ZNA Cadix is de meest recente oplevering in de almaar groeiende lijst grootschalige zorg- en ziekenhuisprojecten die de voorbije vijftien jaar in ons land geïnitieerd en gerealiseerd zijn. Net als pakweg AZ Sint-Maarten, AZ Delta en CHC MontLégia behoeft het project een nieuwe architecturale enveloppe te bieden waarbinnen het hedendaagse zorgaanbod, getekend door evoluties naar kortere verblijfstijden, geoptimaliseerd kan worden. Het programma omvat zo onder meer een eigen spoeddienst, medische beeldvorming, heelkunde, fysische geneeskunde, polikliniek, dialyse, brandwondencentrum, intensieve zorgen en diverse hospitalisatieafdelingen. En toch is het nieuwe Antwerpse ziekenhuis opmerkelijk anders dan bovengenoemde projecten.
Stedelijk ziekenhuis
ZNA Cadix werd gerealiseerd volgens de Design & Build-formule, voorafgegaan door een architectuurwedstrijd. Die moest evenwel niet alleen een ontwerp opleveren, maar meteen ook een grond en dus locatie. Dat werd, naar het voorstel van het winnende bouwteam Kairos – Euro Immo Star – VK Architects & Engineers – Robbrecht en Daem architecten – Omgeving, de site van het voormalige goederenspoorstation aan de kop van Park Spoor Noord. “Een atypische locatie”, weet architect en project director Tom Debacker van VK Architects & Engineers. “Veelal gaat het bij nieuwbouwziekenhuizen immers om greenfieldontwikkelingen; hier spreken we over een binnenstedelijke site die zich niet alleen op een cruciaal knooppunt tussen haven, stadskern en park bevindt, maar tevens op een speerpunt van architecturale ontwikkeling.”

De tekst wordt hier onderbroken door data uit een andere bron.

//! A stand-in `PlayRenderer`. Owns the viewport geometry and produces a
//! deterministic per-frame workload in the counters so the diagnostic
//! overlay has live numbers to classify. A software renderer slots in
//! behind the same trait without touching the orchestrator.

use gamestate_traits::{FrameCounters, PlayRenderer, SCREENHEIGHT, TextRender};
use log::trace;

/// Height of the statusbar region excluded from the 3D viewport.
const SBARHEIGHT: i32 = 42;
const MIN_BLOCKS: usize = 3;
const MAX_BLOCKS: usize = 11;

pub struct HeadlessRenderer {
    screenblocks: usize,
    view_height: i32,
    view_window_y: i32,
    valid: bool,
    /// Frames rendered, drives the synthetic workload.
    frame: i32,
}

impl HeadlessRenderer {
    pub fn new(screenblocks: usize) -> Self {
        let mut rend = Self {
            screenblocks: 0,
            view_height: 0,
            view_window_y: 0,
            valid: false,
            frame: 0,
        };
        rend.set_view_size(screenblocks);
        rend
    }

    pub const fn screenblocks(&self) -> usize {
        self.screenblocks
    }
}

impl PlayRenderer for HeadlessRenderer {
    fn render_player_view(&mut self, counters: &mut FrameCounters, _sink: &mut impl TextRender) {
        self.frame += 1;
        // Stable pseudo-workload so the overlay shows moving values.
        let f = self.frame;
        counters.sprites = 16 + (f * 7) % 48;
        counters.segs = 64 + (f * 13) % 160;
        counters.check_planes = 12 + (f * 3) % 40;
        counters.find_planes = 8 + (f * 5) % 32;
        counters.openings = 256 + (f * 31) % 2048;
        trace!(
            "Rendered frame {f}: {} sprites, {} segs",
            counters.sprites, counters.segs
        );
    }

    fn draw_visplane_overlay(&mut self, _sink: &mut impl TextRender) {
        trace!("Visplane overlay pass");
    }

    fn set_view_size(&mut self, blocks: usize) {
        let blocks = blocks.clamp(MIN_BLOCKS, MAX_BLOCKS);
        self.screenblocks = blocks;
        if blocks == MAX_BLOCKS {
            self.view_height = SCREENHEIGHT;
            self.view_window_y = 0;
        } else {
            self.view_height = (blocks as i32 * (SCREENHEIGHT - SBARHEIGHT) / 10) & !7;
            self.view_window_y = (SCREENHEIGHT - SBARHEIGHT - self.view_height) / 2;
        }
        self.valid = true;
    }

    fn viewport_valid(&self) -> bool {
        self.valid
    }

    fn view_window_y(&self) -> i32 {
        self.view_window_y
    }
}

De locatie is van meet af aan tekenend voor het project. Wordt het programma van nieuwbouwziekenhuizen typisch horizontaal ontplooid, dan dwong de beperkte oppervlakte van het terrein de architecten hier resoluut de hoogte – en de diepte – in. Het resultaat is een markante toren, die maar liefst twintig verdiepingen boven het maaiveld uitreikt en zich duidelijk onderscheidt van de hedendaagse typologie van de uitgestrekte, buitenstedelijke zorgcampus. Al is die architecturale uitdrukkingsvorm niet de kern van de zaak. Op de kenmerkende site vormt vooral de integratie van het ziekenhuis in het stedelijk weefsel, en vice versa, de inzet van het project.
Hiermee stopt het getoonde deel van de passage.